Statements in this announcement regarding the proposed transaction, the expected timetable for completing the proposed transaction, future financial and operating results, future capital structure and liquidity, benefits of the proposed transaction, general business outlook and any other statements about the future expectations, beliefs, goals, plans or prospects of the board or management of NCR or JetPay constitute forward-looking statements within the meaning of the Private Securities Litigation Reform Act of 1995. Any statements that are not statements of historical fact (including statements containing the words “expects,” “intends,” “anticipates,” “estimates,” “predicts,” “believes,” “should,” “potential,” “may,” “forecast,” “objective,” “plan,” or “targets” and other similar expressions) are intended to identify forward-looking statements.

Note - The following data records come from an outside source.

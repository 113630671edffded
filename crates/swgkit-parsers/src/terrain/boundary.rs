// swgkit-parsers/src/terrain/boundary.rs
//! Layer boundaries: the region a layer applies to

use serde::Serialize;
use swgkit_core::Result;

use super::item::{build_item, Feather, ItemHeader, ItemParts, OpaqueItem};
use crate::binary::{ByteReader, ByteWriter};
use crate::iff::{Node, Tag};

const BCIR: Tag = Tag::new(b"BCIR");
const BREC: Tag = Tag::new(b"BREC");
const BPOL: Tag = Tag::new(b"BPOL");
const BPLN: Tag = Tag::new(b"BPLN");

/// Water plane carried by newer rectangle and polygon boundaries
#[derive(Debug, Clone, PartialEq, Serialize)]
pub struct LocalWater {
    pub enabled: bool,
    pub height: f32,
    pub shader_size: f32,
    pub shader: String,
}

impl LocalWater {
    fn read(r: &mut ByteReader<'_>) -> Result<Self> {
        Ok(Self {
            enabled: r.i32_le()? != 0,
            height: r.f32()?,
            shader_size: r.f32()?,
            shader: r.cstring()?,
        })
    }

    fn write(&self, w: &mut ByteWriter) {
        w.put_i32_le(i32::from(self.enabled));
        w.put_f32(self.height);
        w.put_f32(self.shader_size);
        w.put_cstring(&self.shader);
    }
}

#[derive(Debug, Clone, PartialEq, Serialize)]
pub struct Circle {
    pub header: Option<ItemHeader>,
    pub center_x: f32,
    pub center_z: f32,
    pub radius: f32,
    /// Absent in version 0001
    pub feather: Option<Feather>,
}

#[derive(Debug, Clone, PartialEq, Serialize)]
pub struct Rectangle {
    pub header: Option<ItemHeader>,
    pub x0: f32,
    pub z0: f32,
    pub x1: f32,
    pub z1: f32,
    pub feather: Feather,
    /// Present from version 0003
    pub water: Option<LocalWater>,
}

#[derive(Debug, Clone, PartialEq, Serialize)]
pub struct Polygon {
    pub header: Option<ItemHeader>,
    pub points: Vec<[f32; 2]>,
    pub feather: Feather,
    /// Present from version 0007
    pub water: Option<LocalWater>,
}

#[derive(Debug, Clone, PartialEq, Serialize)]
pub struct Polyline {
    pub header: Option<ItemHeader>,
    pub points: Vec<[f32; 2]>,
    pub feather: Feather,
    pub width: f32,
}

#[derive(Debug, Clone, PartialEq, Serialize)]
pub enum Boundary {
    Circle(Circle),
    Rectangle(Rectangle),
    Polygon(Polygon),
    Polyline(Polyline),
    Opaque(OpaqueItem),
}

fn read_points(r: &mut ByteReader<'_>) -> Result<Vec<[f32; 2]>> {
    let count = r.i32_le()?.max(0) as usize;
    let mut points = Vec::with_capacity(count.min(r.remaining() / 8));
    for _ in 0..count {
        points.push(r.floats::<2>()?);
    }
    Ok(points)
}

fn write_points(w: &mut ByteWriter, points: &[[f32; 2]]) {
    w.put_i32_le(points.len() as i32);
    for p in points {
        w.put_floats(p);
    }
}

impl Boundary {
    pub fn kind(&self) -> Tag {
        match self {
            Boundary::Circle(_) => BCIR,
            Boundary::Rectangle(_) => BREC,
            Boundary::Polygon(_) => BPOL,
            Boundary::Polyline(_) => BPLN,
            Boundary::Opaque(item) => item.kind,
        }
    }

    pub fn header(&self) -> Option<&ItemHeader> {
        match self {
            Boundary::Circle(b) => b.header.as_ref(),
            Boundary::Rectangle(b) => b.header.as_ref(),
            Boundary::Polygon(b) => b.header.as_ref(),
            Boundary::Polyline(b) => b.header.as_ref(),
            Boundary::Opaque(_) => None,
        }
    }

    pub fn is_opaque(&self) -> bool {
        matches!(self, Boundary::Opaque(_))
    }

    pub(crate) fn decode(node: &Node) -> Self {
        ItemParts::split(node)
            .and_then(|parts| Self::decode_known(&parts))
            .unwrap_or_else(|| Boundary::Opaque(OpaqueItem::from_node(node)))
    }

    fn decode_known(parts: &ItemParts<'_>) -> Option<Self> {
        let header = parts.header.clone();
        match (parts.kind.as_bytes(), parts.version.as_bytes()) {
            (b"BCIR", b"0001" | b"0002") => {
                let feathered = parts.version == Tag::new(b"0002");
                parts
                    .read(|r| {
                        Ok(Circle {
                            header,
                            center_x: r.f32()?,
                            center_z: r.f32()?,
                            radius: r.f32()?,
                            feather: if feathered { Some(Feather::read(r)?) } else { None },
                        })
                    })
                    .map(Boundary::Circle)
            }
            (b"BREC", b"0002" | b"0003") => {
                let water = parts.version == Tag::new(b"0003");
                parts
                    .read(|r| {
                        Ok(Rectangle {
                            header,
                            x0: r.f32()?,
                            z0: r.f32()?,
                            x1: r.f32()?,
                            z1: r.f32()?,
                            feather: Feather::read(r)?,
                            water: if water { Some(LocalWater::read(r)?) } else { None },
                        })
                    })
                    .map(Boundary::Rectangle)
            }
            (b"BPOL", b"0006" | b"0007") => {
                let water = parts.version == Tag::new(b"0007");
                parts
                    .read(|r| {
                        Ok(Polygon {
                            header,
                            points: read_points(r)?,
                            feather: Feather::read(r)?,
                            water: if water { Some(LocalWater::read(r)?) } else { None },
                        })
                    })
                    .map(Boundary::Polygon)
            }
            (b"BPLN", b"0001") => parts
                .read(|r| {
                    Ok(Polyline {
                        header,
                        points: read_points(r)?,
                        feather: Feather::read(r)?,
                        width: r.f32()?,
                    })
                })
                .map(Boundary::Polyline),
            _ => {
                tracing::debug!(kind = %parts.kind, version = %parts.version, "Unrecognized boundary layout");
                None
            }
        }
    }

    pub(crate) fn to_node(&self) -> Node {
        let mut w = ByteWriter::new();
        let (version, header) = match self {
            Boundary::Circle(b) => {
                w.put_floats(&[b.center_x, b.center_z, b.radius]);
                if let Some(feather) = &b.feather {
                    feather.write(&mut w);
                }
                (if b.feather.is_some() { b"0002" } else { b"0001" }, &b.header)
            }
            Boundary::Rectangle(b) => {
                w.put_floats(&[b.x0, b.z0, b.x1, b.z1]);
                b.feather.write(&mut w);
                if let Some(water) = &b.water {
                    water.write(&mut w);
                }
                (if b.water.is_some() { b"0003" } else { b"0002" }, &b.header)
            }
            Boundary::Polygon(b) => {
                write_points(&mut w, &b.points);
                b.feather.write(&mut w);
                if let Some(water) = &b.water {
                    water.write(&mut w);
                }
                (if b.water.is_some() { b"0007" } else { b"0006" }, &b.header)
            }
            Boundary::Polyline(b) => {
                write_points(&mut w, &b.points);
                b.feather.write(&mut w);
                w.put_f32(b.width);
                (b"0001", &b.header)
            }
            Boundary::Opaque(item) => return item.to_node(),
        };
        build_item(self.kind(), Tag::new(version), header.as_ref(), w.into_inner())
    }
}

#[cfg(test)]
mod tests {
    use super::*;

    fn round_trip(boundary: Boundary) -> Boundary {
        let node = boundary.to_node();
        let decoded = Boundary::decode(&node);
        assert_eq!(decoded.to_node(), node);
        decoded
    }

    #[test]
    fn test_circle_versions() {
        let plain = Boundary::Circle(Circle {
            header: Some(ItemHeader::new("ring")),
            center_x: 10.0,
            center_z: -4.0,
            radius: 32.0,
            feather: None,
        });
        assert_eq!(plain.to_node().children()[0].label(), Tag::new(b"0001"));
        assert_eq!(round_trip(plain.clone()), plain);

        let feathered = Boundary::Circle(Circle {
            header: None,
            center_x: 0.0,
            center_z: 0.0,
            radius: 8.0,
            feather: Some(Feather {
                feather_type: 1,
                amount: 0.5,
            }),
        });
        assert_eq!(feathered.to_node().children()[0].label(), Tag::new(b"0002"));
        assert_eq!(round_trip(feathered.clone()), feathered);
    }

    #[test]
    fn test_polygon_with_water() {
        let polygon = Boundary::Polygon(Polygon {
            header: Some(ItemHeader::new("lake")),
            points: vec![[0.0, 0.0], [10.0, 0.0], [10.0, 10.0]],
            feather: Feather::NONE,
            water: Some(LocalWater {
                enabled: true,
                height: 3.5,
                shader_size: 2.0,
                shader: "terrain/water.sht".into(),
            }),
        });
        assert_eq!(round_trip(polygon.clone()), polygon);
    }

    #[test]
    fn test_out_of_range_feather_is_clamped() {
        let rect = Boundary::Rectangle(Rectangle {
            header: None,
            x0: 0.0,
            z0: 0.0,
            x1: 1.0,
            z1: 1.0,
            feather: Feather {
                feather_type: 0,
                amount: 4.0,
            },
            water: None,
        });
        let Boundary::Rectangle(decoded) = Boundary::decode(&rect.to_node()) else {
            panic!("expected rectangle");
        };
        assert_eq!(decoded.feather.amount, 1.0);
    }

    #[test]
    fn test_unknown_version_is_opaque() {
        let node = build_item(BCIR, Tag::new(b"0009"), None, vec![1, 2, 3, 4, 5]);
        let decoded = Boundary::decode(&node);
        assert!(decoded.is_opaque());
        assert_eq!(decoded.to_node(), node);
    }
}
//! Logging and tracing utilities for swgkit
//!
//! Codecs report recoverable malformation as `warn` events and per-file
//! summaries as `debug` events. This module installs a subscriber for
//! binaries and offers timing helpers around decode calls.

use std::sync::atomic::{AtomicBool, Ordering};

/// Whether tracing has been initialized
static TRACING_INITIALIZED: AtomicBool = AtomicBool::new(false);

/// Filter used when `RUST_LOG` is not set
pub const DEFAULT_FILTER: &str = "warn,swgkit=info,swgkit_parsers=info";

/// Initialize the default tracing subscriber
///
/// This should be called once at application startup. Multiple calls are safe
/// and will be ignored.
pub fn init_default() {
    init_with_config(TracingConfig::default());
}

/// Initialize tracing with a custom configuration
pub fn init_with_config(config: TracingConfig) {
    if TRACING_INITIALIZED
        .compare_exchange(false, true, Ordering::SeqCst, Ordering::Relaxed)
        .is_err()
    {
        return;
    }

    use tracing_subscriber::{fmt, prelude::*, EnvFilter};

    let filter = EnvFilter::try_from_default_env().unwrap_or_else(|_| EnvFilter::new(&config.default_level));

    let fmt_layer = fmt::layer()
        .with_writer(std::io::stderr)
        .with_target(config.show_target)
        .with_thread_ids(config.show_thread_ids)
        .with_file(config.show_file)
        .with_line_number(config.show_line_number);

    // Another subscriber may already be installed by the host application
    let _ = tracing_subscriber::registry().with(fmt_layer).with(filter).try_init();
}

/// Configuration for tracing initialization
#[derive(Debug, Clone)]
pub struct TracingConfig {
    /// Default log level filter (e.g., "info", "debug", "warn")
    pub default_level: String,
    /// Show the target (module path) in log output
    pub show_target: bool,
    /// Show thread IDs in log output
    pub show_thread_ids: bool,
    /// Show source file in log output
    pub show_file: bool,
    /// Show line number in log output
    pub show_line_number: bool,
}

impl TracingConfig {
    /// Config whose level follows a `-v` count: 0 warn, 1 info, 2 debug, 3+ trace
    pub fn from_verbosity(verbose: u8) -> Self {
        let default_level = match verbose {
            0 => DEFAULT_FILTER.to_string(),
            1 => "info".to_string(),
            2 => "debug".to_string(),
            _ => "trace".to_string(),
        };
        Self {
            default_level,
            show_file: verbose >= 3,
            show_line_number: verbose >= 3,
            ..Self::default()
        }
    }
}

impl Default for TracingConfig {
    fn default() -> Self {
        Self {
            default_level: DEFAULT_FILTER.to_string(),
            show_target: true,
            show_thread_ids: false,
            show_file: false,
            show_line_number: false,
        }
    }
}

#[macro_export]
macro_rules! log_decode_start {
    ($codec:expr, $path:expr) => {
        tracing::info!(
            codec = %$codec,
            path = %$path.display(),
            "Starting decode"
        );
    };
}

#[macro_export]
macro_rules! log_decode_error {
    ($codec:expr, $error:expr) => {
        tracing::error!(
            codec = %$codec,
            error = %$error,
            "Decode failed"
        );
    };
}

/// Run a codec operation inside a span and log its duration
pub fn instrument_decode<T, F>(name: &str, f: F) -> T
where
    F: FnOnce() -> T,
{
    let span = tracing::info_span!("decode", codec = %name);
    let _guard = span.enter();

    let start = std::time::Instant::now();
    let result = f();
    let duration = start.elapsed();

    tracing::debug!(duration_ms = %duration.as_millis(), "Codec operation complete");

    result
}

#[cfg(test)]
mod tests {
    use super::*;

    #[test]
    fn test_tracing_config_default() {
        let config = TracingConfig::default();
        assert!(config.default_level.contains("info"));
        assert!(config.show_target);
        assert!(!config.show_thread_ids);
    }

    #[test]
    fn test_verbosity_levels() {
        assert_eq!(TracingConfig::from_verbosity(0).default_level, DEFAULT_FILTER);
        assert_eq!(TracingConfig::from_verbosity(2).default_level, "debug");
        assert!(TracingConfig::from_verbosity(5).show_line_number);
    }

    #[test]
    fn test_instrument_decode() {
        let result = instrument_decode("test", || 42);
        assert_eq!(result, 42);
    }

    #[test]
    fn test_init_is_idempotent() {
        init_default();
        init_default();
    }
}
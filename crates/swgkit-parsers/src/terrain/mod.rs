// swgkit-parsers/src/terrain/mod.rs
//! Terrain-modification (layer) codec
//!
//! # Format Structure
//! ```text
//! [FORM TGEN / FORM 0000]       optional outer wrapper
//!   FORM SGRP / FORM 0006       shader families
//!   FORM FGRP / FORM 0008       flora families
//!   FORM RGRP / FORM 0003       radial families
//!   [FORM EGRP / FORM 0002]     environment families
//!   [FORM MGRP / FORM 0000]     map families
//!   FORM LYRS / FORM 0000 / FORM LAYR*   or a single FORM LAYR
//! ```
//!
//! Whether a file was wrapped is recorded in the model and honored on encode.
//! Every boundary, filter and affector is a versioned container; layouts this
//! codec does not know are kept as raw bytes and written back unchanged.

mod affector;
mod boundary;
mod family;
mod item;
mod layer;

pub use affector::{
    Affector, ColorConstant, ColorRampFractal, ColorRampHeight, Environment, Flora, FloraCategory, FractalLayout,
    HeightConstant, HeightFractal, HeightTerrace, Passable, ShaderConstant, ShaderReplace,
};
pub use boundary::{Boundary, Circle, LocalWater, Polygon, Polyline, Rectangle};
pub use family::{
    ComplexFamily, Family, FamilyEntry, FamilyGroup, FloraChild, FloraFamily, RadialChild, RadialFamily, ShaderChild,
    ShaderFamily,
};
pub use item::{Feather, ItemHeader, OpaqueItem};
pub use layer::{Filter, Layer, LayerAttributes};

use serde::Serialize;
use swgkit_core::{Error, Result};

use crate::iff::{self, ContainerView, Node, Tag};
use crate::traits::{Codec, ParseOptions};
use family::{EFAM, MFAM};
use layer::LAYR;

/// Outer wrapper type name
pub const TGEN: Tag = Tag::new(b"TGEN");
const TGEN_VERSION: Tag = Tag::new(b"0000");
const SGRP: Tag = Tag::new(b"SGRP");
const FGRP: Tag = Tag::new(b"FGRP");
const RGRP: Tag = Tag::new(b"RGRP");
const EGRP: Tag = Tag::new(b"EGRP");
const EGRP_VERSION: Tag = Tag::new(b"0002");
const MGRP: Tag = Tag::new(b"MGRP");
const MGRP_VERSION: Tag = Tag::new(b"0000");
const LYRS: Tag = Tag::new(b"LYRS");
const LYRS_VERSION: Tag = Tag::new(b"0000");

/// Decoded terrain-modification file
#[derive(Debug, Clone, PartialEq, Serialize)]
pub struct TerrainLayers {
    /// Whether the content sits inside a `TGEN` wrapper
    pub wrapped: bool,
    pub shader_families: FamilyGroup<ShaderFamily>,
    pub flora_families: FamilyGroup<FloraFamily>,
    pub radial_families: FamilyGroup<RadialFamily>,
    pub environment_families: Option<FamilyGroup<ComplexFamily>>,
    pub map_families: Option<FamilyGroup<ComplexFamily>>,
    /// Whether the layers sit in an `LYRS` list rather than a single `LAYR`
    pub layer_list: bool,
    pub layers: Vec<Layer>,
    /// Serialized chunks following the layer section
    pub trailer: Vec<u8>,
}

impl TerrainLayers {
    /// Empty, wrapped file using the current group versions
    pub fn new() -> Self {
        Self {
            wrapped: true,
            shader_families: FamilyGroup::new(<ShaderFamily as family::LeafFamily>::VERSION),
            flora_families: FamilyGroup::new(<FloraFamily as family::LeafFamily>::VERSION),
            radial_families: FamilyGroup::new(<RadialFamily as family::LeafFamily>::VERSION),
            environment_families: None,
            map_families: None,
            layer_list: true,
            layers: Vec::new(),
            trailer: Vec::new(),
        }
    }

    /// Depth-first visit of every layer with its nesting depth
    pub fn walk_layers<'a>(&'a self, mut visit: impl FnMut(&'a Layer, usize)) {
        for layer in &self.layers {
            layer.walk(&mut visit);
        }
    }

    pub fn layer_count(&self) -> usize {
        self.layers.iter().map(Layer::count).sum()
    }

    /// Number of boundaries, filters and affectors kept as raw bytes
    pub fn opaque_item_count(&self) -> usize {
        let mut count = 0;
        self.walk_layers(|layer, _| {
            count += layer.boundaries.iter().filter(|b| b.is_opaque()).count()
                + layer.filters.len()
                + layer.affectors.iter().filter(|a| a.is_opaque()).count();
        });
        count
    }

    pub fn shader_family(&self, id: i32) -> Option<&ShaderFamily> {
        self.shader_families.find(id)
    }

    pub fn flora_family(&self, id: i32) -> Option<&FloraFamily> {
        self.flora_families.find(id)
    }

    pub fn radial_family(&self, id: i32) -> Option<&RadialFamily> {
        self.radial_families.find(id)
    }

    pub fn environment_family(&self, id: i32) -> Option<&ComplexFamily> {
        self.environment_families.as_ref()?.find(id)
    }
}

impl Default for TerrainLayers {
    fn default() -> Self {
        Self::new()
    }
}

/// Terrain-modification codec
pub struct TerrainCodec;

impl Codec for TerrainCodec {
    type Model = TerrainLayers;

    const ROOT: Option<Tag> = Some(TGEN);

    fn name(&self) -> &'static str {
        "Terrain Layers"
    }

    fn extensions(&self) -> &'static [&'static str] {
        &["lay"]
    }

    fn decode_with_options(&self, bytes: &[u8], options: &ParseOptions) -> Result<TerrainLayers> {
        decode_with_options(bytes, options)
    }

    fn encode(&self, model: &TerrainLayers) -> Vec<u8> {
        encode(model)
    }

    fn sniff(&self, bytes: &[u8]) -> bool {
        matches!(iff::peek_form_type(bytes), Some(t) if t == TGEN || t == SGRP)
    }
}

pub fn decode(bytes: &[u8]) -> Result<TerrainLayers> {
    decode_with_options(bytes, &ParseOptions::default())
}

pub fn decode_with_options(bytes: &[u8], options: &ParseOptions) -> Result<TerrainLayers> {
    let top = iff::parse_sequence_with_options(bytes, options);
    let first = top
        .first()
        .ok_or_else(|| Error::invalid_data("no chunk tree at start of terrain file"))?;

    let (wrapped, content): (bool, &[Node]) = match first.type_name() {
        Some(t) if t == TGEN => {
            let (version, body) = first
                .version_form()
                .ok_or_else(|| Error::missing_chunk("TGEN version form"))?;
            if version != TGEN_VERSION {
                tracing::warn!(%version, "Unexpected wrapper version");
            }
            (true, body)
        }
        Some(t) if t == SGRP => (false, top.as_slice()),
        _ => {
            return Err(Error::unexpected_form(
                format!("{} or {}", TGEN, SGRP),
                first.label().to_string(),
            ))
        }
    };

    let mut view = ContainerView::new(content);
    let shader_families = family::decode_leaf_group(view.expect_form(SGRP)?);
    let flora_families = family::decode_leaf_group(view.expect_form(FGRP)?);
    let radial_families = family::decode_leaf_group(view.expect_form(RGRP)?);
    let environment_families = view.next_form(EGRP).map(|g| family::decode_complex_group(g, EFAM, EGRP_VERSION));
    let map_families = view.next_form(MGRP).map(|g| family::decode_complex_group(g, MFAM, MGRP_VERSION));

    let (layer_list, layers) = if let Some(list) = view.next_form(LYRS) {
        (true, decode_layer_list(list))
    } else if let Some(single) = view.next_form(LAYR) {
        (false, vec![layer::decode_layer(single, 0)])
    } else {
        return Err(Error::missing_chunk("LYRS or LAYR"));
    };

    let rest = view.rest();
    for extra in rest {
        tracing::warn!(label = %extra.label(), "Keeping chunk after layer section as raw bytes");
    }
    let trailer = iff::serialize_sequence(rest);

    let model = TerrainLayers {
        wrapped,
        shader_families,
        flora_families,
        radial_families,
        environment_families,
        map_families,
        layer_list,
        layers,
        trailer,
    };

    tracing::debug!(
        wrapped,
        shader_families = model.shader_families.families.len(),
        flora_families = model.flora_families.families.len(),
        radial_families = model.radial_families.families.len(),
        layers = model.layer_count(),
        opaque_items = model.opaque_item_count(),
        "Decoded terrain layers"
    );

    Ok(model)
}

fn decode_layer_list(list: &Node) -> Vec<Layer> {
    let Some((_, body)) = list.version_form() else {
        tracing::warn!("Layer list without version form");
        return Vec::new();
    };
    body.iter()
        .filter_map(|child| {
            if child.is_form(LAYR) {
                Some(layer::decode_layer(child, 0))
            } else {
                tracing::warn!(label = %child.label(), "Skipping non-layer chunk in layer list");
                None
            }
        })
        .collect()
}

pub fn encode(model: &TerrainLayers) -> Vec<u8> {
    let mut content = vec![
        family::encode_leaf_group(SGRP, &model.shader_families),
        family::encode_leaf_group(FGRP, &model.flora_families),
        family::encode_leaf_group(RGRP, &model.radial_families),
    ];
    if let Some(group) = &model.environment_families {
        content.push(family::encode_complex_group(EGRP, EFAM, group));
    }
    if let Some(group) = &model.map_families {
        content.push(family::encode_complex_group(MGRP, MFAM, group));
    }

    let layers: Vec<Node> = model.layers.iter().map(layer::encode_layer).collect();
    if model.layer_list || layers.len() != 1 {
        content.push(Node::form(LYRS, vec![Node::form(LYRS_VERSION, layers)]));
    } else {
        content.extend(layers);
    }
    content.extend(iff::parse_sequence(&model.trailer));

    if model.wrapped {
        iff::serialize(&Node::form(TGEN, vec![Node::form(TGEN_VERSION, content)]))
    } else {
        iff::serialize_sequence(&content)
    }
}

#[cfg(test)]
mod tests {
    use super::*;
    use swgkit_core::Rgb;

    fn sample() -> TerrainLayers {
        let mut model = TerrainLayers::new();
        model.shader_families.push(ShaderFamily {
            id: 1,
            name: "dirt".into(),
            surface_properties: String::new(),
            color: Rgb::new(120, 80, 40),
            feather_clamp: 0.5,
            children: vec![],
        });
        let mut layer = Layer::new("base");
        layer.boundaries.push(Boundary::Circle(Circle {
            header: Some(ItemHeader::new("circle")),
            center_x: 0.0,
            center_z: 0.0,
            radius: 100.0,
            feather: None,
        }));
        model.layers.push(layer);
        model
    }

    #[test]
    fn test_wrapped_round_trip() {
        let bytes = encode(&sample());
        assert_eq!(iff::peek_form_type(&bytes), Some(TGEN));
        let decoded = decode(&bytes).unwrap();
        assert_eq!(decoded, sample());
        assert_eq!(encode(&decoded), bytes);
    }

    #[test]
    fn test_unwrapped_provenance_kept() {
        let mut model = sample();
        model.wrapped = false;
        model.layer_list = false;
        let bytes = encode(&model);
        assert_eq!(iff::peek_form_type(&bytes), Some(SGRP));

        let decoded = decode(&bytes).unwrap();
        assert!(!decoded.wrapped);
        assert!(!decoded.layer_list);
        assert_eq!(encode(&decoded), bytes);
    }

    #[test]
    fn test_optional_groups_detected() {
        let mut model = sample();
        model.map_families = Some(FamilyGroup::new(Tag::new(b"0000")));
        let decoded = decode(&encode(&model)).unwrap();
        assert!(decoded.environment_families.is_none());
        assert_eq!(decoded.map_families, model.map_families);
    }

    #[test]
    fn test_missing_group_is_structural() {
        let bytes = iff::serialize(&Node::form(
            TGEN,
            vec![Node::form(TGEN_VERSION, vec![Node::form(SGRP, vec![Node::form(Tag::new(b"0006"), vec![])])])],
        ));
        assert!(matches!(decode(&bytes), Err(Error::MissingChunk { .. })));
    }

    #[test]
    fn test_chunk_after_layers_retained() {
        let mut content = vec![
            family::encode_leaf_group(SGRP, &FamilyGroup::<ShaderFamily>::new(Tag::new(b"0006"))),
            family::encode_leaf_group(FGRP, &FamilyGroup::<FloraFamily>::new(Tag::new(b"0008"))),
            family::encode_leaf_group(RGRP, &FamilyGroup::<RadialFamily>::new(Tag::new(b"0003"))),
            Node::form(LYRS, vec![Node::form(LYRS_VERSION, vec![])]),
        ];
        content.push(Node::leaf(Tag::new(b"XTRA"), vec![1, 2, 3]));
        let bytes = iff::serialize(&Node::form(TGEN, vec![Node::form(TGEN_VERSION, content)]));

        let decoded = decode(&bytes).unwrap();
        assert!(!decoded.trailer.is_empty());
        assert_eq!(encode(&decoded), bytes);
    }

    #[test]
    fn test_wrong_root() {
        let bytes = iff::serialize(&Node::form(Tag::new(b"PRTO"), vec![]));
        assert!(matches!(decode(&bytes), Err(Error::UnexpectedForm { .. })));
    }
}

There are a number of factors that could cause actual results or events to differ materially from those indicated by such forward-looking statements, including: the ability to obtain requisite regulatory approvals, the majority of the voting power of the Shares and the Preferred Shares and the satisfaction of the other conditions to the consummation of the proposed transaction; the potential impact of the announcement or consummation of the proposed transaction on relationships, including with employees, suppliers and customers; the ability to achieve the value creation contemplated by the proposed transaction; and the other factors and financial, operational and legal risks or uncertainties described in the NCR’s and JetPay’s public filings with the SEC, including the “Risk Factors” sections of JetPay’s Annual Report on Form 10-K for the year ended December 31, 2017 and subsequent Quarterly Reports on Form 10-Q, as well as the tender offer documents to be filed by Orwell Acquisition Corporation and the Solicitation/Recommendation Statement to be filed by JetPay. JetPay stockholders should not place undue reliance on any forward-looking statements. NCR and JetPay disclaim any intention or obligation to update or revise any forward-looking statements as a result of developments occurring after the date of this document except as required by law.